§ TASK DIRECTIONS: Repeat only the lines running from the beginning of the material through the line that contains "use crate::config::Vocabulary;".

§ DATA PROVIDED:
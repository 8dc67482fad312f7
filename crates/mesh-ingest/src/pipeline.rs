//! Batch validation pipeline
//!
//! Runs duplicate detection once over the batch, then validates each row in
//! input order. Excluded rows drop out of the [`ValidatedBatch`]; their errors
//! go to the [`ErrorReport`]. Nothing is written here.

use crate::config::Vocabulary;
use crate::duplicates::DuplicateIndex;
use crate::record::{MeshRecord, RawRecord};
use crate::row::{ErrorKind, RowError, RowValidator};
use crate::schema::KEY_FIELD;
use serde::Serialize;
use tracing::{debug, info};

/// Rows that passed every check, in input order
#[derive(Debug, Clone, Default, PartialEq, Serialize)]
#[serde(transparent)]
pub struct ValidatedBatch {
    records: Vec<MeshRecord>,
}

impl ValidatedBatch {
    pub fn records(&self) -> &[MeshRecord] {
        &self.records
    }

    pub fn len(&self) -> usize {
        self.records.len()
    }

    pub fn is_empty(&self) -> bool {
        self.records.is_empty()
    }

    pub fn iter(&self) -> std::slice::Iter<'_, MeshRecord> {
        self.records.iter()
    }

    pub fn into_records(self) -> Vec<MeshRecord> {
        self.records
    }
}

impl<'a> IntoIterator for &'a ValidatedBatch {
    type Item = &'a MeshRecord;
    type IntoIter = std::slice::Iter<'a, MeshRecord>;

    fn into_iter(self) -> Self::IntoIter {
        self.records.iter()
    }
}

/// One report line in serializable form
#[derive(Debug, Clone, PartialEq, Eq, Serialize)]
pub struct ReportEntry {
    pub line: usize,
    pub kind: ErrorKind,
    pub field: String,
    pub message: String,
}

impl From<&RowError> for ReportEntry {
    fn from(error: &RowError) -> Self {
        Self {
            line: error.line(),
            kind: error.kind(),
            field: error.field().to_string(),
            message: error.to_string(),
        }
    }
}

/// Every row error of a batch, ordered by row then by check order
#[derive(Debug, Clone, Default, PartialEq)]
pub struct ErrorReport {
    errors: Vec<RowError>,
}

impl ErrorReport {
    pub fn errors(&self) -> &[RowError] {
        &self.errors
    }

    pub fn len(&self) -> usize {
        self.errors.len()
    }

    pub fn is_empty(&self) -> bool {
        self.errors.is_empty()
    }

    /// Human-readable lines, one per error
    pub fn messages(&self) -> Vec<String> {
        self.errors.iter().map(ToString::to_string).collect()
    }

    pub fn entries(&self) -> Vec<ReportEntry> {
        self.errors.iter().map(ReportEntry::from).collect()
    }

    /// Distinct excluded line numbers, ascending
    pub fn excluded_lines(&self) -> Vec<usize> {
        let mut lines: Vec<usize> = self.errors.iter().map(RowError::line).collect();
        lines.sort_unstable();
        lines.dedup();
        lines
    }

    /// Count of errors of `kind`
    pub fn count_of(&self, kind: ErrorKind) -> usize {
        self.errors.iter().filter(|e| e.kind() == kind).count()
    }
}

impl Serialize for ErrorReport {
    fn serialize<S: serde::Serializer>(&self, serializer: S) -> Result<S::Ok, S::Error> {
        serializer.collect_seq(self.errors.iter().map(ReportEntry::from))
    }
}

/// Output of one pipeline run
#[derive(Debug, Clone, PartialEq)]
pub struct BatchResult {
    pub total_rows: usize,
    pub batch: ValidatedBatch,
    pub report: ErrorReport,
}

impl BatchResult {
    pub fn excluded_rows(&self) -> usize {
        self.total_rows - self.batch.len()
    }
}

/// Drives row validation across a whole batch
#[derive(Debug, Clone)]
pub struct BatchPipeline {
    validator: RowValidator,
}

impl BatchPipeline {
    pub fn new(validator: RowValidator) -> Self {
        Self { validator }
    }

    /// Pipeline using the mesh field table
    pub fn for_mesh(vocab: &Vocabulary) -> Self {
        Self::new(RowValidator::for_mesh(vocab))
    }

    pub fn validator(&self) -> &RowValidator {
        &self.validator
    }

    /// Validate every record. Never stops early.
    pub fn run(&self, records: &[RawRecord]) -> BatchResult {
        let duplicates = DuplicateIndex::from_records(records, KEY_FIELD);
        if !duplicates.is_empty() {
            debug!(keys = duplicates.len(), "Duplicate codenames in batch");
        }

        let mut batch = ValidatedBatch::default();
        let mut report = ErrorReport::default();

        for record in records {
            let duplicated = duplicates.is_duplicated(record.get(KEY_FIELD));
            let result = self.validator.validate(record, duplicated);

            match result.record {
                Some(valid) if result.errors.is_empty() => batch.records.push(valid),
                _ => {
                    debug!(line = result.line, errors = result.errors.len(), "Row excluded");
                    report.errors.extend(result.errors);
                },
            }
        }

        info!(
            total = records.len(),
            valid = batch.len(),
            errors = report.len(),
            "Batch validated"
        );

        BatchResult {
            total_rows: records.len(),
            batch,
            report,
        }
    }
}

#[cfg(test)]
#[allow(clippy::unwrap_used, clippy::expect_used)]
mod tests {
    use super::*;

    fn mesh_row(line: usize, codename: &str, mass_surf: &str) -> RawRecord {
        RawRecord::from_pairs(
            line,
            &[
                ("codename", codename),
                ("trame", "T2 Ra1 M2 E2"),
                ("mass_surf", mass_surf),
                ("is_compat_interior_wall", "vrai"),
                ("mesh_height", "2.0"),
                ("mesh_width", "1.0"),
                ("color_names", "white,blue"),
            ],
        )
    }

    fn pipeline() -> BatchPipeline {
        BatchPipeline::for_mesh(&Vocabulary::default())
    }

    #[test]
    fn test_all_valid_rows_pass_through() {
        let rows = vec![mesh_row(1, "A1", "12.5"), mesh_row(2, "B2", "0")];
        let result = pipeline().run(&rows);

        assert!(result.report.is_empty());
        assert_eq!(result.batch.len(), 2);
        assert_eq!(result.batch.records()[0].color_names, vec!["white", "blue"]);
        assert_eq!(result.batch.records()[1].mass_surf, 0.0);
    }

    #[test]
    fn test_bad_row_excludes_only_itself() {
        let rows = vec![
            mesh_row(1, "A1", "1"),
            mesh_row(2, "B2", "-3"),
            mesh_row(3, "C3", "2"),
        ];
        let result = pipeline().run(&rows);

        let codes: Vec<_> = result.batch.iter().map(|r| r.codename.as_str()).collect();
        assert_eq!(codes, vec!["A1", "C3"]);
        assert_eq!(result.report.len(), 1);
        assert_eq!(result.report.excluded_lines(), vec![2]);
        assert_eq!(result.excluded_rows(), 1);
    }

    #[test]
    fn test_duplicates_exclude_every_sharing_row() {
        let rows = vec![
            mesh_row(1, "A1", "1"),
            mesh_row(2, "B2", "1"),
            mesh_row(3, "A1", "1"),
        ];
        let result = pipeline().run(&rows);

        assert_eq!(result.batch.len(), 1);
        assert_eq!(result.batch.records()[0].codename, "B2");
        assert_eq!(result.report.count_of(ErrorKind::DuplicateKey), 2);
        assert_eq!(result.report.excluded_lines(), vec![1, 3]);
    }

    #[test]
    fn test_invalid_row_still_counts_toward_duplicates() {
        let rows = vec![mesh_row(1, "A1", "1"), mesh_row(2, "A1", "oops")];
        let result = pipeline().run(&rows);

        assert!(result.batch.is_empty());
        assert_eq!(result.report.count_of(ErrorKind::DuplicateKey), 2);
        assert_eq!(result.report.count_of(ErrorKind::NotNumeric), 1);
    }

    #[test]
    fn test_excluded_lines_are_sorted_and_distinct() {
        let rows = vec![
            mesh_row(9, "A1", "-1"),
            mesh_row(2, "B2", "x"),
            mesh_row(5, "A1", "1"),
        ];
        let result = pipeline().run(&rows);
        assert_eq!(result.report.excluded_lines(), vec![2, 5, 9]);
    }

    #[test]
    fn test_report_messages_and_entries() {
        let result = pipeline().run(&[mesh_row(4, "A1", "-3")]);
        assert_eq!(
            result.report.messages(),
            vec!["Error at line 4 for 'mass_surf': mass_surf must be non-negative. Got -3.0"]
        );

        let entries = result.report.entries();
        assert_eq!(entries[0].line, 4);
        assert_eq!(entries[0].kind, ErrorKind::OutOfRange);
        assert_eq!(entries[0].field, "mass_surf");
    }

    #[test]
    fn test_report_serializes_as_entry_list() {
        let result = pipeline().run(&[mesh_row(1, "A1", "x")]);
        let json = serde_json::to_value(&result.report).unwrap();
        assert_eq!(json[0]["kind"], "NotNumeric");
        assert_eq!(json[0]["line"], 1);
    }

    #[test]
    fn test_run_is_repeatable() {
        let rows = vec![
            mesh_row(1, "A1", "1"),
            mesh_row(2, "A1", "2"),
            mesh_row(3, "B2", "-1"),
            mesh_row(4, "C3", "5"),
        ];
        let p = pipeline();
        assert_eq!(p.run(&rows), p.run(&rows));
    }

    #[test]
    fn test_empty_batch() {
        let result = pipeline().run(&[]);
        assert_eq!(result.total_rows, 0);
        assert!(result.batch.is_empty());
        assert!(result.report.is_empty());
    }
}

§ WRITTEN RESPONSE:
repository 8dc67482fad312f7
filename crates/mesh-ingest/src/pipeline.rs
//! Batch validation pipeline
//!
//! Runs duplicate detection once over the batch, then validates each row in
//! input order. Excluded rows drop out of the [`ValidatedBatch`]; their errors
//! go to the [`ErrorReport`]. Nothing is written here.

use crate::config::Vocabulary;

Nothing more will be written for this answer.